Legislators didn't want to be called child molesters (who likes that label?), sot hey finally came to some kind of agreement to renew Megan's Law. There was some kind of reform of state authorities and other quasi-governmental corporations. We saw the big campaign finance reform of the executive branch earlier this week. Everything else that happened, and even the major details of what happened last night is increadibly sketchy as I wasn't there and the papers printed before session finally came to a close.
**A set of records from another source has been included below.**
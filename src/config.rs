//! Ambient configuration surface.
//!
//! The reference implementation read most of these tunables from a
//! `Settings` file through the `config` crate. This crate keeps the same
//! shape of knobs but leaves loading them from disk to the host application:
//! `DeviceRequirements` and `RendererConfig` simply derive `serde::Deserialize`
//! so a host can hydrate them from TOML/JSON/env if it wants to.

use serde::{Deserialize, Serialize};

/// Number of frames the swapchain is allowed to have in flight at once,
/// before clamping to the actual swapchain image count.
pub const BUFFERING_FRAMES: u32 = 3;

/// Alignment required for uniform buffer object strides (`global_ubo_stride`,
/// `instance_ubo_stride`). 256 is the conservative cross-vendor value for
/// `minUniformBufferOffsetAlignment`.
pub const UBO_ALIGNMENT: u64 = 256;

/// Byte size of one `INDIRECT_DRAW_COMMAND` record (5 little-endian u32
/// fields matching `vkCmdDrawIndexedIndirect`'s ABI).
pub const INDIRECT_DRAW_COMMAND_SIZE: u64 = 20;

/// Requirements the device selector (C3) scores candidate physical devices
/// against.
#[derive(Debug, Clone, Serialize, Deserialize)]
pub struct DeviceRequirements {
    /// Require a discrete GPU (integrated GPUs still considered, scored lower).
    pub prefer_discrete_gpu: bool,
    /// Required device extensions beyond `VK_KHR_swapchain` (always required).
    pub required_extensions: Vec<String>,
    /// Enable validation layers / the debug messenger.
    pub enable_validation: bool,
    /// Require sampler anisotropy support.
    pub require_sampler_anisotropy: bool,
}

impl Default for DeviceRequirements {
    fn default() -> Self {
        DeviceRequirements {
            prefer_discrete_gpu: true,
            required_extensions: Vec::new(),
            enable_validation: cfg!(debug_assertions),
            require_sampler_anisotropy: false,
        }
    }
}

/// Top-level tunables for the frontend, separate from per-device
/// requirements so a host can reconfigure buffering without re-running
/// device selection.
#[derive(Debug, Clone, Serialize, Deserialize)]
pub struct RendererConfig {
    pub buffering_frames: u32,
    pub max_instance_states_per_pipeline: u32,
    pub indirect_ring_max_draws: u32,
    pub application_name: String,
    pub engine_name: String,
}

impl Default for RendererConfig {
    fn default() -> Self {
        RendererConfig {
            buffering_frames: BUFFERING_FRAMES,
            max_instance_states_per_pipeline: 1024,
            indirect_ring_max_draws: 4096,
            application_name: "app".to_string(),
            engine_name: "engine".to_string(),
        }
    }
}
Oh, by the way, today is Friday. Time to get out my brown stetson, the Corona that's chilling in my basement (too hot for Sam Adams), and head to the woods. Yehaw. Going to be a very hot today, so it will be fun after it gets nice and dark out. Have to be careful though as Plan B won't be avalible over-the-counter for at least 90-more days, and even when it is, one in ten babies will survive. Have to bring my pet cow instead or do it safely. I hate it when people leave condomns in the woods.
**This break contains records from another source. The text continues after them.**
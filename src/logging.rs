//! Logging bootstrap.
//!
//! Library code never initializes a subscriber itself — only test
//! harnesses and host applications should call [`init`]. Mirrors the
//! reference stack's `tracing` + `tracing-subscriber` + `EnvFilter` setup.

use tracing_subscriber::EnvFilter;

/// Install a global `tracing` subscriber writing to stderr, filtered by
/// `RUST_LOG` (defaulting to `info`). Safe to call more than once; later
/// calls are no-ops.
pub fn init() {
    let filter = EnvFilter::try_from_default_env().unwrap_or_else(|_| EnvFilter::new("info"));
    let _ = tracing_subscriber::fmt()
        .with_env_filter(filter)
        .with_writer(std::io::stderr)
        .try_init();
}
Some brief thoughts on what's going on in the bigger US of A.
Both of these men have been saying some controversal stuff lately that's gotten them in trouble. First Rove:
(P)erhaps the most important difference between conservatives and liberals can be found in the area of national security. Conservatives saw the savagery of 9/11 and the attacks and prepared for war; liberals saw the savagery of the 9/11 attacks and wanted to prepare indictments and offer therapy and understanding for our attackers.
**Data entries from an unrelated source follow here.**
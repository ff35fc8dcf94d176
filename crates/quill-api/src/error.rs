use axum::{
    Json,
    http::StatusCode,
    response::{IntoResponse, Response},
};
use thiserror::Error;
use tracing::error;

use quill_types::api::MessageResponse;

/// Every handler failure. Rendered as `{"message": "..."}` with the matching
/// status code.
#[derive(Debug, Error)]
pub enum ApiError {
    /// Missing or malformed input, duplicate username/email.
    #[error("{0}")]
    BadRequest(String),

    /// Bad credentials, or no bearer token at all.
    #[error("{0}")]
    Unauthorized(String),

    /// A bearer token was sent but could not be verified.
    #[error("{0}")]
    InvalidToken(String),

    #[error("{0}")]
    Forbidden(String),

    #[error("{0}")]
    NotFound(String),

    /// Unexpected fault. The underlying message is returned to the caller.
    #[error(transparent)]
    Internal(#[from] anyhow::Error),
}

impl ApiError {
    pub fn bad_request(msg: impl Into<String>) -> Self {
        Self::BadRequest(msg.into())
    }

    pub fn not_found(msg: impl Into<String>) -> Self {
        Self::NotFound(msg.into())
    }

    pub fn forbidden() -> Self {
        Self::Forbidden("Permission denied".into())
    }

    pub fn status_code(&self) -> StatusCode {
        match self {
            Self::BadRequest(_) => StatusCode::BAD_REQUEST,
            Self::Unauthorized(_) => StatusCode::UNAUTHORIZED,
            Self::InvalidToken(_) => StatusCode::UNPROCESSABLE_ENTITY,
            Self::Forbidden(_) => StatusCode::FORBIDDEN,
            Self::NotFound(_) => StatusCode::NOT_FOUND,
            Self::Internal(_) => StatusCode::INTERNAL_SERVER_ERROR,
        }
    }
}

impl IntoResponse for ApiError {
    fn into_response(self) -> Response {
        let status = self.status_code();
        if let Self::Internal(e) = &self {
            error!("Internal error: {:#}", e);
        }
        (status, Json(MessageResponse::new(self.to_string()))).into_response()
    }
}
While Rove's comments where obviously an insult to Democrats, the suggestion of indicting and procecuting terrorists in a lawful way makes sense in a democracy. We shouldn't be taking out revenge on our terrorists, as that's no more mature then shooting somebody for taking your parking space. What happened on 9/11 was a tragity, but those who did it made a mistake, mislead by powerful ideology that blinded them from reality. You have to wonder why did people go this far? What in their socialization made them so anti-American? Was it one event deep down in their psyche, or was it something bigger? I wish we could have some of the terrorists for use in anaylsis of their psyche. We could learn much from studying and treating the terrorist mind. It's a question of enlightened response to terrorism versus an immature slapping around of your opponent.
Now Dean:
Republicans are "a pretty monolithic party. They all behave the same. They all look the same. It's pretty much a white Christian party."
This statement bothered me more if only because it implies that Democrats aren't the party of white Christians. We know that couldn't be farther from the truth. On the other hand, Republicans are largely made up of white Christans, and in many cases they feel excluded from the democrats. Democrats need to embrace them and find ways to make their liberalism compatible with those who are deeply spirtual.